Acceleration with judgment retained.
Hiring teams ask about AI, so here is the direct answer: I use it daily, it makes my delivery work faster, and the judgment, verification, and accountability stay with me.
Three working rules
- AI accelerates the work. Documentation, analysis, and synthesis that used to take days now take hours.
- AI output is a draft until verified. I check it against source material before anyone relies on it. Verification is the job, not an afterthought.
- Accountability does not transfer. If it ships under my name, I own it, however it was produced.
A concrete example
On my current program I used Gemini to synthesize scattered test documentation, logs, specs, and field notes from a multi-day, continuously recording test window into a single event timeline for sponsor capability reporting.
The tool made real mistakes reading diagrams and device numbers. I caught them, corrected them, and verified the synthesized timeline against the source material before anyone relied on it. That is the judgment part of the work, and it is the part that does not get delegated.

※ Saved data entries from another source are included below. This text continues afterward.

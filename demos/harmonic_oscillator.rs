//! Zero crossings of a harmonic oscillator.
//!
//! Integrates y'' + ω²y = 0 over two periods, reports every zero crossing
//! of y against the exact times and stops at the first peak of the velocity
//! after t = 2.
//!
//! Run with:
//!   cargo run --example harmonic_oscillator

use astro_events::{
    ContinueOnEvent, DetectorConfig, EventDetector, EventEngine, OdeSystem, OrbitState, Rkf78,
    SlopeSelection, Tolerances,
};

/// Simple harmonic oscillator: y'' + ω²y = 0
///
/// State vector: [y, y']
struct HarmonicOscillator {
    omega: f64,
}

impl OdeSystem<2> for HarmonicOscillator {
    fn rhs(&self, _t: f64, y: &[f64; 2], dydt: &mut [f64; 2]) {
        dydt[0] = y[1];
        dydt[1] = -self.omega * self.omega * y[0];
    }
}

fn main() {
    tracing_subscriber::fmt()
        .with_max_level(tracing::Level::INFO)
        .init();

    let omega = 2.0;
    let sys = HarmonicOscillator { omega };
    let period = 2.0 * std::f64::consts::PI / omega;

    let config = DetectorConfig::new(0.05, 1e-12).unwrap();
    let zero = EventDetector::from_fn("y = 0", config, |s: &OrbitState<2>| s.y[0])
        .with_handler(ContinueOnEvent);
    // y'' = 0 with y' falling: maximum of the velocity
    let peak = EventDetector::from_fn("peak y'", config, |s: &OrbitState<2>| {
        if s.t < 2.0 {
            1.0
        } else {
            s.ydot[1]
        }
    })
    .with_slope(SlopeSelection::Decreasing);

    let mut engine = EventEngine::new();
    engine.register_detector(zero).unwrap();
    engine.register_detector(peak).unwrap();

    let mut solver = Rkf78::new(Tolerances::new(1e-12, 1e-12));
    solver.set_step_limits(1e-12, 0.01);
    let result = solver
        .propagate(&sys, &mut engine, OrbitState::new(0.0, [1.0, 0.0]), 2.0 * period, 0.01)
        .unwrap();

    println!("Harmonic Oscillator (ω = {omega})");
    println!("  Period: {period:.6} s");
    println!();
    for (k, e) in engine
        .resolved_events()
        .iter()
        .filter(|e| e.name == "y = 0")
        .enumerate()
    {
        // y = cos(ωt) vanishes at (k + 1/2)π/ω
        let exact = (k as f64 + 0.5) * std::f64::consts::PI / omega;
        println!("  t = {:.12}   (exact: {:.12}, error {:.2e})", e.t, exact, (e.t - exact).abs());
    }

    let s = result.state();
    println!();
    println!("  Stopped: {}   t = {:.6} s   y' = {:.6}", result.is_halted(), s.t, s.y[1]);
    println!("  Accepted steps: {}", solver.stats.accepted_steps);
    println!("  Rejected steps: {}", solver.stats.rejected_steps);
    println!("  Function evals: {}", solver.stats.fn_evals);
}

Directing an AI-implemented build
My delivery portfolio is a working system I delivered by directing an AI-implemented build through a governed lifecycle: charter, RAID, RACI, MoSCoW, ADRs, and IEEE-829 verification and validation, with AI output held to the same review gates a technical program would enforce. This website was delivered the same way, run as a governed engagement with Jira, gate sign-offs, and an enforced quality gate in CI.
Boundaries
- Verify before trusting. AI output that has not been checked against source is an input, not a deliverable.
- Be deliberate about what goes in. Sensitive and proprietary material stays out of consumer AI tools.
- Use it where it is strong. Fast first drafts, summaries, and sifting large volumes of material; not decisions, relationships, or accountability.